The number was just below most economist forecasts for wages growth but remains above inflation, which also fell to 2.8 per cent over the year to September.
That means real wages, or how much you can buy with what you earn, increased slightly.
However, underlying inflation — a more stable measure that removes the effects of government subsidies and volatile price moves — was roughly in line with wages growth at 3.5 per cent over the year to September.
The biggest single factor driving the drop in wages growth over the past year was a much lower minimum and award pay rate increase from the Fair Work Commission.
"The latest decision of a 3.75 per cent wage increase paid from 1 July 2024 was lower than the September quarter 2023 increase of 5.75 per cent," noted the ABS head of prices statistics Michelle Marquardt.
"It was also lower than the commission's September quarter 2022 awarded increase of between 4.6 per cent and 5.2 per cent."
Overall, wages rose at their slowest annual pace since December 2022.
The signs are that wages growth will continue falling, with data from recruitment website Seek showing that advertised salaries rose by just 0.2 per cent last month, the weakest growth since December 2021, when east coast COVID lockdowns had just ended.
Seek says year-on-year growth has been declining for the past six months, and now sits at 3.6 per cent, well off last year's peaks of 4.8 per cent.
Queensland recorded the strongest annual advertised salary growth of 4.1 per cent, while the most populous states of Victoria (3.5 per cent) and NSW (3.3 per cent) continue to see wage growth slowing.
Job ads also dropped 3.1 per cent in October, having risen for the three months prior.
Public sector, collective agreements see bigger pay rises
Both public and private sector wage growth has eased from recent peaks above 4 per cent but, for the first time in almost four years, public sector employees enjoyed a bigger annual pay rise on average than those working in the private sector.
"Annual growth in the private sector was 3.5 per cent in the September quarter 2024. This is the lowest private sector annual growth since the September quarter 2022," Ms Marquardt added.
JP Morgan economist Tom Kennedy said sectors where collective bargaining is more common typically saw bigger wage rises than those reliant on individual agreements and award rates.
"The public sector and industries where wage agreements are predominantly set via collective agreement continue to report the strongest pace of growth," he observed.
"Indeed, utilities (5 per cent), education (4.4 per cent) and administration/support services (3.9 per cent) all outperformed the national average.
"In contrast, arts/recreation (2.9 per cent), professional (3 per cent) and finance/insurance (3 per cent) were the most notable underperformers."

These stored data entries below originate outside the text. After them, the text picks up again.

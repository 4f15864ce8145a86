//! Core data models for the CPU plotter

use serde::{Deserialize, Serialize};

/// Utilization categories extracted from mpstat output, in chart order.
#[derive(Debug, Clone, Copy, PartialEq, Eq, Hash, Serialize, Deserialize)]
#[serde(rename_all = "lowercase")]
pub enum Metric {
    Usr,
    Sys,
    Iowait,
    Irq,
    Soft,
    Idle,
}

/// All extracted metrics, in the order they are charted.
pub const METRICS: [Metric; 6] = [
    Metric::Usr,
    Metric::Sys,
    Metric::Iowait,
    Metric::Irq,
    Metric::Soft,
    Metric::Idle,
];

impl Metric {
    /// Bare metric name as used in field and JSON keys
    pub fn name(self) -> &'static str {
        match self {
            Metric::Usr => "usr",
            Metric::Sys => "sys",
            Metric::Iowait => "iowait",
            Metric::Irq => "irq",
            Metric::Soft => "soft",
            Metric::Idle => "idle",
        }
    }

    /// Column token as it appears in the mpstat header, e.g. `%usr`.
    /// Also used as the legend label.
    pub fn column(self) -> &'static str {
        match self {
            Metric::Usr => "%usr",
            Metric::Sys => "%sys",
            Metric::Iowait => "%iowait",
            Metric::Irq => "%irq",
            Metric::Soft => "%soft",
            Metric::Idle => "%idle",
        }
    }
}

/// One extracted data row: the interval label plus six percentages.
///
/// The label is kept as the original string; mpstat emits it relative to
/// an unspecified epoch, so it is an opaque x-axis annotation rather than
/// a numeric coordinate.
#[derive(Debug, Clone, PartialEq, Serialize, Deserialize)]
pub struct Sample {
    pub time: String,
    pub usr: f64,
    pub sys: f64,
    pub iowait: f64,
    pub irq: f64,
    pub soft: f64,
    pub idle: f64,
}

/// Utilization time series for a single CPU identifier, stored as parallel
/// vectors indexed by sample order.
#[derive(Debug, Clone, Default, PartialEq, Serialize, Deserialize)]
pub struct CpuSeries {
    /// The identifier the series was filtered for (`"all"` or a core number)
    pub cpu_id: String,
    /// Interval labels, one per sample, kept verbatim
    pub time: Vec<String>,
    pub usr: Vec<f64>,
    pub sys: Vec<f64>,
    pub iowait: Vec<f64>,
    pub irq: Vec<f64>,
    pub soft: Vec<f64>,
    pub idle: Vec<f64>,
}

impl CpuSeries {
    /// Create an empty series for the given CPU identifier
    pub fn new(cpu_id: impl Into<String>) -> Self {
        Self {
            cpu_id: cpu_id.into(),
            ..Self::default()
        }
    }

    /// Number of samples in the series
    pub fn len(&self) -> usize {
        self.time.len()
    }

    /// True when no row matched the requested CPU identifier
    pub fn is_empty(&self) -> bool {
        self.time.is_empty()
    }

    /// Append one extracted row, keeping all columns the same length
    pub fn push(&mut self, sample: Sample) {
        self.time.push(sample.time);
        self.usr.push(sample.usr);
        self.sys.push(sample.sys);
        self.iowait.push(sample.iowait);
        self.irq.push(sample.irq);
        self.soft.push(sample.soft);
        self.idle.push(sample.idle);
    }

    /// Values for one metric, indexed by sample order
    pub fn column(&self, metric: Metric) -> &[f64] {
        match metric {
            Metric::Usr => &self.usr,
            Metric::Sys => &self.sys,
            Metric::Iowait => &self.iowait,
            Metric::Irq => &self.irq,
            Metric::Soft => &self.soft,
            Metric::Idle => &self.idle,
        }
    }

    /// Iterate over the sample at each index as an owned row
    pub fn samples(&self) -> impl Iterator<Item = Sample> + '_ {
        (0..self.len()).map(move |i| Sample {
            time: self.time[i].clone(),
            usr: self.usr[i],
            sys: self.sys[i],
            iowait: self.iowait[i],
            irq: self.irq[i],
            soft: self.soft[i],
            idle: self.idle[i],
        })
    }
}

#[cfg(test)]
mod tests {
    use super::*;

    fn sample(time: &str, usr: f64) -> Sample {
        Sample {
            time: time.to_string(),
            usr,
            sys: 1.0,
            iowait: 0.5,
            irq: 0.0,
            soft: 0.0,
            idle: 90.0,
        }
    }

    #[test]
    fn push_keeps_columns_parallel() {
        let mut series = CpuSeries::new("all");
        assert!(series.is_empty());

        series.push(sample("12:00:01", 5.0));
        series.push(sample("12:00:02", 6.0));

        assert_eq!(series.len(), 2);
        for metric in METRICS {
            assert_eq!(series.column(metric).len(), 2);
        }
        assert_eq!(series.column(Metric::Usr), &[5.0, 6.0]);
        assert_eq!(series.time, vec!["12:00:01", "12:00:02"]);
    }

    #[test]
    fn samples_round_trips_rows() {
        let mut series = CpuSeries::new("3");
        let row = sample("12:00:01", 42.0);
        series.push(row.clone());

        let rows: Vec<Sample> = series.samples().collect();
        assert_eq!(rows, vec![row]);
    }

    #[test]
    fn serializes_with_lowercase_metric_keys() {
        let mut series = CpuSeries::new("all");
        series.push(sample("12:00:01", 5.0));

        let json = serde_json::to_value(&series).unwrap();
        assert_eq!(json["cpu_id"], "all");
        assert_eq!(json["usr"][0], 5.0);
        assert_eq!(json["iowait"][0], 0.5);
    }
}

'Modest downside surprise' won't bring the RBA closer to cutting rates
Both the quarterly and annual wages growth figures were slightly below most economists' expectations, which centred on a 0.9 per cent quarterly increase.
However, Abhijit Surya from Capital Economics does not believe it brings forward the likely timing of a Reserve Bank rate cut, which he does not expect before February's board meeting.
"Overall, we think the RBA will be pleased with the direction of travel of wage growth," he noted.
"However, the modest downside surprise probably won't bring the bank a lot closer to easing policy, given the ongoing weakness in productivity outcomes."
Indeed's Asia-Pacific economist Callam Pickering believes there is even further to go until the RBA will be satisfied that wages growth is at sustainable levels consistent with its 2-3 per cent target for inflation.
"The latest wage growth indicators [show] that wage pressures remain elevated in key service sector industries, potentially contributing to price rises in those service areas," he wrote.
"It also confirms that wage growth remains well in excess of Australia's productivity performance and so, on balance, you'd have to conclude that Australia's wage dynamics right now are not consistent with cutting the cash rate."
Mr Surya says long term enterprise bargaining agreements (EBAs), which typically run for a term of three years, struck over the past couple of years of high inflation will stop wages growth easing much faster.
"EBAs will remain a source of upward pressure on the overall stock of wages in the near term," he noted.
"However, as long as pay hikes for workers on individual arrangements continue to moderate, overall wage growth should ease further.
"In that regard, the fact that job mobility remains close to its four-year low suggests that we are likely to see a sustained pullback in wage growth in the year."